Monday, February 14, 2011

when we had a talk

Ah, dia di sana. Terlihat sibuk mengambil syal dan winter coatnya yang tergantung. Sesaat dia nampak sibuk mangaduk-aduk tas ranselnya. Mencari sesuatu. Benar saja. Sarung tangan biru tua kini telah membungkus jemarinya.

Dia, perempuanku. Yang pada sosoknya seringkali kujatuhkan tatapan dalam. Yang anehnya, tak membuatnya salah tingkah tiap kali dia tersadar dan pandangan kami bertemu. Bahkan, hhh.., setelahnya justru dia yang malah membuat tingkahku salah. Seperti kali ini.

Dia nampak kaget ketika menyadari keberadaanku di situ. Mulutnya melongo lucu, sementara tangannya sibuk membenahi topi woll-nya. Seperti biasa, mataku terpaku menatapnya.

Sesaat dia diam. Lalu perlahan, mulutnya membentuk segaris senyuman. Lebar. Menggemaskan. Sambil matanya balas menatapku. Lama. Dalam. Dan.. oh, senyum lebarnya itu. Senyum yang rileks, bukan senyum tersipu dengan pipi kemerahan menahan malu. Senyum yang, mungkin terlihat biasa di mata lelaki lain, tapi sungguh mematikan bagiku.

“Hai! Wow.. You look different!”, serunya santai, masih dengan binar mata yang.. bukan menggoda sebenarnya, mungkin jenaka lebih tepat.

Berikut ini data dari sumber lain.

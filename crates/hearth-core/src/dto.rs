//! Wire DTOs for inbound broadcast records.
//!
//! These mirror the remote table columns. Optional columns default when the
//! remote omits them; address-line fields default to the empty string and
//! `country` to [`DEFAULT_COUNTRY`]. The wire-only `_origin_user_id` and
//! `_event_version` keys are read off the raw JSON by the broadcast parser
//! and are intentionally absent here.

use crate::entities::{ActivityKind, ListingStatus};
use chrono::{DateTime, Utc};
use serde::{Deserialize, Serialize};
use uuid::Uuid;

/// Country applied when a property record arrives without one.
pub const DEFAULT_COUNTRY: &str = "US";

/// Event schema version this engine emits. Inbound events with a different
/// version are still processed (forward compatible).
pub const EVENT_VERSION: i64 = 1;

#[derive(Debug, Clone, PartialEq, Serialize, Deserialize)]
pub struct PropertyDto {
    pub id: Uuid,
    #[serde(default)]
    pub address_line1: String,
    #[serde(default)]
    pub address_line2: String,
    #[serde(default)]
    pub city: String,
    #[serde(default)]
    pub postal_code: String,
    #[serde(default = "default_country")]
    pub country: String,
    #[serde(default)]
    pub deleted_at: Option<DateTime<Utc>>,
    #[serde(default)]
    pub created_at: Option<DateTime<Utc>>,
    #[serde(default)]
    pub updated_at: Option<DateTime<Utc>>,
}

#[derive(Debug, Clone, PartialEq, Serialize, Deserialize)]
pub struct ListingDto {
    pub id: Uuid,
    #[serde(default)]
    pub title: String,
    #[serde(default)]
    pub status: ListingStatus,
    #[serde(default)]
    pub price_cents: Option<i64>,
    #[serde(default)]
    pub property_id: Option<Uuid>,
    #[serde(default)]
    pub deleted_at: Option<DateTime<Utc>>,
    #[serde(default)]
    pub created_at: Option<DateTime<Utc>>,
    #[serde(default)]
    pub updated_at: Option<DateTime<Utc>>,
}

#[derive(Debug, Clone, PartialEq, Serialize, Deserialize)]
pub struct TaskDto {
    pub id: Uuid,
    #[serde(default)]
    pub title: String,
    #[serde(default)]
    pub details: String,
    #[serde(default)]
    pub due_at: Option<DateTime<Utc>>,
    #[serde(default)]
    pub completed_at: Option<DateTime<Utc>>,
    #[serde(default)]
    pub listing_id: Option<Uuid>,
    #[serde(default)]
    pub assignee_id: Option<Uuid>,
    #[serde(default)]
    pub deleted_at: Option<DateTime<Utc>>,
    #[serde(default)]
    pub created_at: Option<DateTime<Utc>>,
    #[serde(default)]
    pub updated_at: Option<DateTime<Utc>>,
}

#[derive(Debug, Clone, PartialEq, Serialize, Deserialize)]
pub struct ActivityDto {
    pub id: Uuid,
    #[serde(default)]
    pub kind: ActivityKind,
    #[serde(default)]
    pub subject: String,
    #[serde(default)]
    pub scheduled_at: Option<DateTime<Utc>>,
    #[serde(default)]
    pub listing_id: Option<Uuid>,
    #[serde(default)]
    pub deleted_at: Option<DateTime<Utc>>,
    #[serde(default)]
    pub created_at: Option<DateTime<Utc>>,
    #[serde(default)]
    pub updated_at: Option<DateTime<Utc>>,
}

#[derive(Debug, Clone, PartialEq, Serialize, Deserialize)]
pub struct UserDto {
    pub id: Uuid,
    #[serde(default)]
    pub display_name: String,
    #[serde(default)]
    pub email: String,
    #[serde(default)]
    pub avatar_url: Option<String>,
    #[serde(default)]
    pub deleted_at: Option<DateTime<Utc>>,
    #[serde(default)]
    pub created_at: Option<DateTime<Utc>>,
    #[serde(default)]
    pub updated_at: Option<DateTime<Utc>>,
}

#[derive(Debug, Clone, PartialEq, Serialize, Deserialize)]
pub struct NoteDto {
    pub id: Uuid,
    #[serde(default)]
    pub body: String,
    #[serde(default)]
    pub pinned: bool,
    #[serde(default)]
    pub task_id: Option<Uuid>,
    #[serde(default)]
    pub deleted_at: Option<DateTime<Utc>>,
    #[serde(default)]
    pub created_at: Option<DateTime<Utc>>,
    #[serde(default)]
    pub updated_at: Option<DateTime<Utc>>,
}

fn default_country() -> String {
    DEFAULT_COUNTRY.to_string()
}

Masih sambil tersenyum, matanya terus saja menatapku. Kubalas senyumnya dengan yang terbaik yang kurasa kupunya. Waktu serasa berhenti saat kami beradu pandang. Bertatapan dalam senyum yang dibalik diamnya, kurasa bicara.

“Just different..??”, balasku. Perlahan aku mendekat. Sambil berusaha mempertahankan kontak mata di antara kami. Sembari menenangkan degup jantung yang selalu saja bertabuhan lebih kencang setiap ku berada di dekatnya. Please, sudah dua tahun lebih kalian berteman bukan..?, bisik hatiku menenangkan.

“Okay.. You look.. mmm.. well, you're more g... ”

Belum sempat dia menyelesaikan kalimatnya, suara berat di belakangku tiba-tiba saja merebut perhatiannya.

“If you want to discuss your proposal with me, I think we can have it before I leave”.

Hanya itu, tapi seketika mengubah skenario di antara kami.

“Aduh.. Mentor gue! Kenapa baru nongol sekarang. Bule apaan tuh.. gak on time. Mana udah pakaian lengkap lagi..” gerutunya. Kali ini dengan cemberut dan kerenyit di mulutnya yang.. ah, membuatku semakin gemas.

Dia beranjak dengan tergesa. Setengah berlari, dikejarnya si pemilik suara berat tadi. Meninggalkanku. Membiarkanku berkutat dengan segala gemas, penasaran, dan rindu. Hei.. rindu?? Bukankah hampir tiap hari kami bertemu dan belum sedetik dia berlalu..?

Maka dari sekarang pun aku tau. Malam nanti dia akan kembali hadir dalam mimpiku. Seperti malam kemarin dan malam-malam sebelumnya.